The first section of Polanyi’s work primarily deals with the issues surrounding peace. However, as Polanyi makes abundantly clear, peace does not seem to actually mean peace during this time period. Throughout the alleged Hundred Years’ Peace, conflict brewed throughout the Powers. Tensions rose between various great powers, although these were usually pursued in localized conflicts. Despite the ubiquity of tensions that Polanyi notes, peace also served as a kind of interest. In this way, the very nature of peace becomes economized; that is, peace becomes expressed as a kind of commodity in and of itself. Polanyi demonstrates that the pursuit of gain was so complete that it rendered peace—something once thought to exclusively relate to social conditions—as a thing which could also be gained. However, there is a kind of reciprocity in this commodity, as the more peace one accumulates or accrues, the more trade benefits, which then in turn leads to more peace. However, Polanyi also points this out as a possible unraveling point for the free-market economy that relied so heavily on peace; namely, that once peace started unraveling—in mounting tensions and the increase in conflict—peace became an interest or a commodity that could easily dissolve.

Polanyi also talks at great length about the global belief in the gold standard. He believes that nations around the world held the gold standard as a kind of divine force, using language in terms of economy that resembles the language of religion. Polanyi refers to the self-regulating market as a kind of trinity that involves the balance of power, the gold standard, and the liberal state. In this way, the free-market economy became a uniting factor that all nations seemed to strive towards.

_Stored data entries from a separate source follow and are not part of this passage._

//! The fixed run order: optional delete, optional download, always convert.

use anyhow::Result;
use pdftool_core::cleaner;
use pdftool_core::config::PdfToolConfig;
use pdftool_core::converter;
use pdftool_core::downloader;
use pdftool_core::extract::PdfExtractor;
use pdftool_core::http::CurlFetcher;
use std::path::{Path, PathBuf};

/// Resolved parameters for one invocation.
#[derive(Debug, Clone, PartialEq, Eq)]
pub struct RunParams {
    /// Page to scrape; `None` skips the download stage.
    pub url: Option<String>,
    /// Target directory; empty means the current working directory.
    pub dir: PathBuf,
    pub delete: bool,
}

impl RunParams {
    /// A blank URL counts as no URL. `dir` is used exactly as given.
    pub fn new(url: Option<&str>, dir: &Path, delete: bool) -> Self {
        Self {
            url: url
                .map(str::trim)
                .filter(|u| !u.is_empty())
                .map(str::to_string),
            dir: dir.to_path_buf(),
            delete,
        }
    }
}

pub fn run_pipeline(params: &RunParams, cfg: &PdfToolConfig) -> Result<()> {
    if params.delete {
        cleaner::delete_all_pdf_and_txt(&params.dir)?;
    }

    if let Some(url) = &params.url {
        let fetcher = CurlFetcher::from_config(cfg);
        downloader::download_all(&fetcher, url, &params.dir)?;
    }

    converter::convert_all(&PdfExtractor, &params.dir)?;
    Ok(())
}
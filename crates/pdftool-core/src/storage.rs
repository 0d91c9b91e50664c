//! File lifecycle for downloads and generated text.
//!
//! Content is written to `<final>.part` first and renamed into place only once
//! complete, so a final path never holds a partial file.

use anyhow::{Context, Result};
use std::fs::File;
use std::io::{self, Write};
use std::path::{Path, PathBuf};

/// Temporary file suffix used before atomic rename.
pub const TEMP_SUFFIX: &str = ".part";

/// Path for the temp file: appends `.part` to the final path (e.g. `a.pdf` → `a.pdf.part`).
pub fn temp_path(final_path: &Path) -> PathBuf {
    let mut o = final_path.as_os_str().to_owned();
    o.push(TEMP_SUFFIX);
    PathBuf::from(o)
}

/// A `.part` file being filled. Either [`finalize`](PartFile::finalize) or
/// [`discard`](PartFile::discard) it.
pub struct PartFile {
    file: File,
    temp_path: PathBuf,
    final_path: PathBuf,
    written: u64,
}

impl PartFile {
    /// Create (or truncate) the temp file for `final_path`.
    pub fn create(final_path: &Path) -> Result<Self> {
        let temp_path = temp_path(final_path);
        let file = File::create(&temp_path)
            .with_context(|| format!("failed to create temp file: {}", temp_path.display()))?;
        Ok(Self {
            file,
            temp_path,
            final_path: final_path.to_path_buf(),
            written: 0,
        })
    }

    /// Flush and rename the temp file onto the final path. Returns bytes written.
    pub fn finalize(mut self) -> Result<u64> {
        self.file.flush().context("storage flush failed")?;
        let PartFile {
            file,
            temp_path,
            final_path,
            written,
        } = self;
        drop(file);

        std::fs::rename(&temp_path, &final_path).with_context(|| {
            format!(
                "failed to rename {} to {}",
                temp_path.display(),
                final_path.display()
            )
        })?;
        Ok(written)
    }

    /// Close and remove the temp file.
    pub fn discard(self) -> Result<()> {
        let PartFile { file, temp_path, .. } = self;
        drop(file);
        std::fs::remove_file(&temp_path)
            .with_context(|| format!("failed to remove temp file: {}", temp_path.display()))
    }
}

impl Write for PartFile {
    fn write(&mut self, buf: &[u8]) -> io::Result<usize> {
        let n = self.file.write(buf)?;
        self.written += n as u64;
        Ok(n)
    }

    fn flush(&mut self) -> io::Result<()> {
        self.file.flush()
    }
}

/// Write `data` to `final_path` through a `.part` file.
pub fn write_atomic(final_path: &Path, data: &[u8]) -> Result<u64> {
    let mut part = PartFile::create(final_path)?;
    if let Err(e) = part.write_all(data) {
        let _ = part.discard();
        return Err(e).context("storage write failed");
    }
    part.finalize()
}

#[cfg(test)]
mod tests {
    use super::*;

    #[test]
    fn temp_path_appends_part() {
        let p = temp_path(Path::new("file.pdf"));
        assert_eq!(p.to_string_lossy(), "file.pdf.part");
        let p2 = temp_path(Path::new("/tmp/docs/spec v2.pdf"));
        assert_eq!(p2.to_string_lossy(), "/tmp/docs/spec v2.pdf.part");
    }

    #[test]
    fn write_then_finalize() {
        let dir = tempfile::tempdir().unwrap();
        let final_path = dir.path().join("out.pdf");
        let mut part = PartFile::create(&final_path).unwrap();
        part.write_all(b"hello ").unwrap();
        part.write_all(b"world").unwrap();
        assert!(temp_path(&final_path).exists());
        assert!(!final_path.exists());

        assert_eq!(part.finalize().unwrap(), 11);
        assert_eq!(std::fs::read(&final_path).unwrap(), b"hello world");
        assert!(!temp_path(&final_path).exists());
    }

    #[test]
    fn discard_leaves_nothing() {
        let dir = tempfile::tempdir().unwrap();
        let final_path = dir.path().join("gone.pdf");
        let mut part = PartFile::create(&final_path).unwrap();
        part.write_all(b"partial").unwrap();
        part.discard().unwrap();
        assert!(!final_path.exists());
        assert!(!temp_path(&final_path).exists());
    }

    #[test]
    fn write_atomic_replaces_content() {
        let dir = tempfile::tempdir().unwrap();
        let final_path = dir.path().join("a.txt");
        write_atomic(&final_path, b"first").unwrap();
        write_atomic(&final_path, b"second").unwrap();
        assert_eq!(std::fs::read_to_string(&final_path).unwrap(), "second");
    }
}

Polanyi infers that the economy became possibly even more than a global religion; it seemed to become a god of sorts, so that all nations worked towards appeasing this divine being. Their strategy for appeasement wasn’t the typical offering for divinity, but rather a continued persistence in the maintenance and stabilization of this ideology. As such, Polanyi believed that the gold standard became a symbol of world solidarity. However, the awesome power of this unification could only last for so long before reality set in, as the utopia prescribed by the self-regulating market could not actually be achieved. Polanyi presents the dissolution of the gold standard with a kind of apocalyptic certainty, as he believes that the gold standard could never have succeeded and even seems surprised that it was maintained for as long as it was. Polanyi seems less surprised by the ramifications of the Great Depression than he is that the world would choose to revert to this archaic and idealistic market economy that had failed so miserably before.